The larger problem here is not just that economists think that they know a lot more than they know. It is that they -- much more than the surgery professor who wanted to teach a course about ignorance -- find it of surpassing importance for the world to believe that economics is a science. If even "real doctors" encounter hostility to the idea that they should acknowledge where their realms of knowledge end, it is easy to see why pseudo-scientists like economists insist on presenting their field as a "neat and linear process," lest their views be "vigorously challenged and revised by successive generations." It is too terrifying even to contemplate admitting the truth.
There are, of course, instances in which conservatives will admit that we do not know things. A talking point has emerged among conservative economists, for example, that there are simply no good economic theories to explain how to deal with the aftermath of the Great Recession, in both the U.S. and Europe. This is what drives Paul Krugman crazy, and understandably so, because that move simply ignores the excellent track record of even the simplest Keynesian economic model in explaining persistent sluggishness, the failure of inflation to emerge even in the aftermath of massive monetary stimulus, and low interest rates in a world with relatively high government deficits. "Well, no one really knows nuthin', anyway," is thus a useful dodge when the conservatives' supposedly True Scientific Knowledge fails.

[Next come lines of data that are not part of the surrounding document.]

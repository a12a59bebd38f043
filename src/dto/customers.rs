use chrono::NaiveDateTime;
use serde::Serialize;

use crate::domain::customer::Customer;

/// Row of the customers table and the detail side panel.
#[derive(Debug, Clone, Serialize, PartialEq)]
#[serde(rename_all = "camelCase")]
pub struct CustomerDto {
    pub id: i32,
    pub name: String,
    pub username: String,
    pub email: String,
    pub phone_number: Option<String>,
    pub address: Option<String>,
    pub status: String,
    pub total_orders: i32,
    pub joined_at: NaiveDateTime,
}

impl From<Customer> for CustomerDto {
    fn from(customer: Customer) -> Self {
        Self {
            id: customer.id.get(),
            name: customer.name,
            username: customer.username,
            email: customer.email,
            phone_number: customer.phone,
            address: customer.address,
            status: customer.status.to_string(),
            total_orders: customer.total_orders.get(),
            joined_at: customer.joined_at,
        }
    }
}
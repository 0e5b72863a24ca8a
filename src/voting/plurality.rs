use crate::models::TallyRecord;
use crate::voting::{PollResults, VoteShare};

/// Integer percentage of `count` over `total`, rounded half up.
/// Returns 0 when nothing has been voted yet. Capped at 100.
pub fn percentage(count: u64, total: u64) -> u8 {
    if total == 0 {
        return 0;
    }
    // round(100 * count / total) == floor((200 * count + total) / (2 * total))
    let count = count as u128;
    let total = total as u128;
    let rounded = (200 * count + total) / (2 * total);
    rounded.min(100) as u8
}

/// Computes the share of every listed answer. Each percentage is rounded on
/// its own, so the shares need not add up to exactly 100.
pub fn calculate_results<'a>(
    labels: impl IntoIterator<Item = &'a str>,
    record: &TallyRecord,
) -> PollResults {
    let total_polls = record.total_polls();
    let shares = labels
        .into_iter()
        .map(|label| {
            let count = record.count_for(label);
            VoteShare {
                label: label.to_string(),
                count,
                percentage: percentage(count, total_polls),
            }
        })
        .collect();

    PollResults {
        total_polls,
        shares,
    }
}

#[cfg(test)]
mod tests {
    use super::*;
    use proptest::prelude::*;

    proptest! {
        /// Integer rounding agrees with rounding the exact quotient half up.
        #[test]
        fn prop_percentage_matches_half_up((total, count) in (1u64..100_000).prop_flat_map(|t| (Just(t), 0..=t))) {
            let expected = (100.0 * count as f64 / total as f64).round() as u8;
            prop_assert_eq!(percentage(count, total), expected);
        }
    }

    #[test]
    fn test_percentage_rounds_half_up() {
        assert_eq!(percentage(1, 3), 33);
        assert_eq!(percentage(2, 3), 67);
        assert_eq!(percentage(1, 8), 13); // 12.5
        assert_eq!(percentage(1, 200), 1); // 0.5
        assert_eq!(percentage(1, 201), 0);
        assert_eq!(percentage(3, 3), 100);
    }

    #[test]
    fn test_percentage_of_empty_tally_is_zero() {
        assert_eq!(percentage(0, 0), 0);
        assert_eq!(percentage(5, 0), 0);
    }

    #[test]
    fn test_percentage_is_capped() {
        assert_eq!(percentage(4, 2), 100);
    }

    #[test]
    fn test_shares_need_not_sum_to_hundred() {
        let mut record = TallyRecord::empty();
        record.record_vote("A");
        record.record_vote("B");
        record.record_vote("B");

        let results = calculate_results(["A", "B"], &record);
        assert_eq!(results.total_polls, 3);
        assert_eq!(results.percentage_for("A"), Some(33));
        assert_eq!(results.percentage_for("B"), Some(67));

        let mut thirds = TallyRecord::empty();
        for label in ["A", "B", "C"] {
            thirds.record_vote(label);
        }
        let results = calculate_results(["A", "B", "C"], &thirds);
        let sum: u32 = results.shares.iter().map(|s| s.percentage as u32).sum();
        assert_eq!(sum, 99);
    }

    #[test]
    fn test_unvoted_answer_shows_zero() {
        let record = TallyRecord::empty().with_vote("Yes");
        let results = calculate_results(["Yes", "No"], &record);
        assert_eq!(results.shares[0].percentage, 100);
        assert_eq!(results.shares[1].count, 0);
        assert_eq!(results.shares[1].percentage, 0);
        assert_eq!(results.percentage_for("Maybe"), None);
    }
}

In a Dorf on Law post last year, I offered a different reason that scholars might resist admitting ambiguity. A biologist who specializes in evolution and climate science had contacted me, describing how he had tried to teach a course at his university which would allow students to explore the boundaries of what we know about evolution. Even the scientists who fully understood the pedagogical value of such a course resisted having it taught, because the people who want to pretend that "the science is still out" on climate change and evolution would surely grab onto any news that a Real Scientist was admitting that those theories are incomplete.
The difference between real science and modern economics is not that the former possesses unchallengeable truths, while the latter is unmitigated mush. The problem is that economists are so deeply invested in the scientific dodge. (An MIT economist, defending her conservative conclusions on education policy, once told an interviewer that she was not concerned with politics, because "I'm a scientist.") More than almost any other field, economists cannot admit that their worldview is unscientific -- even though they could do so (as Krugman does) and still at least have the opportunity to show that their non-science can contribute to the policy debate. For far too many, their professional self-image is too fragile to allow them admit the truth.